Text: Matthew 13:24-30, 36-43

I have to admit that I struggle with this parable. One thing I don’t like about parables that compare people to plants is that plants are always and forever the same. A weed does not become wheat. Wheat does not become a weed. They are always simply and forever what they are. But people aren’t static. They are dynamic. One needs to only look at the story of Saul becoming Paul, moving from a man that persecuted others to one whose heart was radically transformed by grace, to see the dynamic quality of the human soul. We are never always weeds or always wheat. We are living, breathing, self-contradictory people.  Our lives are never as clear cut as the lives of a stock of wheat or the branch of a weed. Martin Luther described it as always being both sinner and saint. We are a conglomeration, not an absolute. 

I had an interesting conversation this week about monocultures and farming practices that helped me understand this parable better. I was reminded that monocultures never exist for their own purpose. Wheat does not naturally want to grow in a field in rows without other plants around it. Monocultures were created by humans to help feed and nourish us. Humans cross pollinated and created higher yielding crops, they created fields where one plant was to grow in exclusion of another. This is not the way of the wild, this is the way of the human. It became abundantly clear to me as I considered the cultivating efforts of humans that Jesus was never talking about individuals, he was talking about society and social issues. 

We often think of society as our governmental structure, and that’s because our government is supposed to be run by our society, but really a society is a group of people forming a more or less ordered community. For Jesus, society was not so much the government that controlled the region, it was the Jewish community that he lived and had influence within. Roman society looked very different from Jewish society. He was not as interested in the Roman governmental structure as he was with the Jewish religious structure. That was the society he shared life with and freely critiqued. That was his field. 

But in this parable, Jesus begins talking about another field, a field he planted. A new type of society, a new group of people more or less ordered around him. It wasn’t the Church yet, but it would grow into it. He was simply preparing the soil for the harvest. In this society, one that should be perfectly centered around Christ, should be deeply connected to him, weeds pop up. The society created by the redeemer of the world still has flaws. How can this be? How can there be evil in something like this? But there it is and people see and recognize it. God’s society is imperfect. 

That rightly leads to anger and indignation. We want to pull up the weeds, to tear all the imperfection out, but Jesus says no. He says “...if you gather the weeds, you’ll pull up the wheat along with them. Let both grow side by side until the harvest.” (13:29b-30) 

What does that mean? Are we to not do anything about the ills and evils in our society? Are we to simply let them be? That doesn’t sound like the Jesus I know. He freely critiqued the ills of his society, even going so far as to overturn the tables of the money changers in the temple to get his point across. 

So I imagined why pulling up weeds could hurt wheat. All I could think of was root systems.
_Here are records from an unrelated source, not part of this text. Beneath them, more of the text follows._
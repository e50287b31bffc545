use std::str::FromStr;

use async_trait::async_trait;
use chrono::{DateTime, SecondsFormat, Utc};
use rust_decimal::Decimal;
use thiserror::Error;

use rfpdesk_core::audit::AuditEvent;
use rfpdesk_core::domain::dispatch::{DispatchKey, DispatchRecord};
use rfpdesk_core::domain::quotation::{Quotation, QuotationId};
use rfpdesk_core::domain::score::VendorScore;
use rfpdesk_core::domain::session::{AccountId, ChatSession, SessionId};
use rfpdesk_core::domain::template::{EmailTemplate, TemplateId};
use rfpdesk_core::errors::ApplicationError;

pub mod audit;
pub mod dispatch;
pub mod memory;
pub mod quotation;
pub mod score;
pub mod session;
pub mod template;
pub mod vendor;

pub use audit::SqlAuditEventRepository;
pub use dispatch::SqlDispatchRepository;
pub use memory::{
    InMemoryAuditEventRepository, InMemoryDispatchRepository, InMemoryQuotationRepository,
    InMemoryScoreRepository, InMemorySessionRepository, InMemoryTemplateRepository,
    InMemoryVendorDirectory,
};
pub use quotation::SqlQuotationRepository;
pub use score::SqlScoreRepository;
pub use session::SqlSessionRepository;
pub use template::SqlTemplateRepository;
pub use vendor::SqlVendorDirectory;

#[derive(Debug, Error)]
pub enum RepositoryError {
    #[error("database error: {0}")]
    Database(#[from] sqlx::Error),
    #[error("decode error: {0}")]
    Decode(String),
    #[error("conflict: {0}")]
    Conflict(String),
}

impl From<RepositoryError> for ApplicationError {
    fn from(value: RepositoryError) -> Self {
        match value {
            RepositoryError::Conflict(message) => Self::invalid_state(message),
            other => Self::Persistence(other.to_string()),
        }
    }
}

#[async_trait]
pub trait SessionRepository: Send + Sync {
    async fn find_by_id(&self, id: &SessionId) -> Result<Option<ChatSession>, RepositoryError>;
    /// Upsert. A session already stored as Confirmed is never overwritten (`Conflict`).
    async fn save(&self, session: ChatSession) -> Result<(), RepositoryError>;
    /// Every session of `owner`, most recently updated first.
    async fn list_for_owner(&self, owner: &AccountId) -> Result<Vec<ChatSession>, RepositoryError>;
}

#[async_trait]
pub trait TemplateRepository: Send + Sync {
    async fn find_by_id(&self, id: &TemplateId) -> Result<Option<EmailTemplate>, RepositoryError>;
    async fn find_by_session(
        &self,
        session_id: &SessionId,
    ) -> Result<Option<EmailTemplate>, RepositoryError>;
    /// Stores `template` unless its session already has one; returns whichever is stored.
    async fn insert_for_session(
        &self,
        template: EmailTemplate,
    ) -> Result<EmailTemplate, RepositoryError>;
    async fn list_for_owner(&self, owner: &AccountId)
        -> Result<Vec<EmailTemplate>, RepositoryError>;
}

#[async_trait]
pub trait DispatchRepository: Send + Sync {
    async fn find(&self, key: &DispatchKey) -> Result<Option<DispatchRecord>, RepositoryError>;
    async fn save(&self, record: DispatchRecord) -> Result<(), RepositoryError>;
    /// Ordered by vendor id.
    async fn list_for_template(
        &self,
        template_id: &TemplateId,
    ) -> Result<Vec<DispatchRecord>, RepositoryError>;
}

#[async_trait]
pub trait QuotationRepository: Send + Sync {
    /// Inserts unless a quotation with the same message id exists. Returns whether it inserted.
    async fn insert_if_absent(&self, quotation: Quotation) -> Result<bool, RepositoryError>;
    async fn find_by_id(&self, id: &QuotationId) -> Result<Option<Quotation>, RepositoryError>;
    /// Ordered by receipt time, then message id.
    async fn list_for_template(
        &self,
        template_id: &TemplateId,
    ) -> Result<Vec<Quotation>, RepositoryError>;
    async fn mark_reviewed(
        &self,
        id: &QuotationId,
        notes: Option<String>,
    ) -> Result<Option<Quotation>, RepositoryError>;
}

#[async_trait]
pub trait ScoreRepository: Send + Sync {
    /// Swaps the template's whole score set in one step. Readers see the old set or the new one.
    async fn replace_for_template(
        &self,
        template_id: &TemplateId,
        scores: Vec<VendorScore>,
    ) -> Result<(), RepositoryError>;
    /// Ordered by rank.
    async fn list_for_template(
        &self,
        template_id: &TemplateId,
    ) -> Result<Vec<VendorScore>, RepositoryError>;
}

#[async_trait]
pub trait AuditEventRepository: Send + Sync {
    async fn append(&self, event: AuditEvent) -> Result<(), RepositoryError>;
    async fn list_for_template(
        &self,
        template_id: &TemplateId,
    ) -> Result<Vec<AuditEvent>, RepositoryError>;
}

/// Fixed-width so that stored timestamps sort lexically and round-trip exactly.
pub(crate) fn encode_time(value: &DateTime<Utc>) -> String {
    value.to_rfc3339_opts(SecondsFormat::Nanos, true)
}

pub(crate) fn decode_time(column: &str, raw: &str) -> Result<DateTime<Utc>, RepositoryError> {
    DateTime::parse_from_rfc3339(raw)
        .map(|value| value.with_timezone(&Utc))
        .map_err(|error| RepositoryError::Decode(format!("{column}: {error}")))
}

pub(crate) fn decode_decimal(column: &str, raw: &str) -> Result<Decimal, RepositoryError> {
    Decimal::from_str(raw).map_err(|error| RepositoryError::Decode(format!("{column}: {error}")))
}

pub(crate) fn decode_error(error: sqlx::Error) -> RepositoryError {
    RepositoryError::Decode(error.to_string())
}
What if the roots of the weeds and the wheat are interconnected? If you pull up the weed, you harm the root system of the wheat. You can’t pull the stock. You have to be more delicate. Societal issues aren’t ultimately solved by quick knee jerk responses. They are solved by carefully tending to the root system so that the wheat overpowers the weeds. 

We see this image clearly in the section that is missing from our gospel lesson today, the parables between the parable of the weeds and its explanation. Jesus tells the story of the mustard seed, which starts small but becomes a large tree that birds can nest in. He tells about a woman hiding a tiny amount of yeast in a great bushel of wheat and how it worked through all the dough. Within the context of the parable of the wheat and weeds, these parables emphasize the power of the good. We see a bunch of weeds, but we don’t see what God is doing below the surface. We don’t see the cultivation of the root system that eventually overpowers the rest. The weeds aren’t overpowered by being plucked up, they are overcome by the wheat growing up taller and stronger. 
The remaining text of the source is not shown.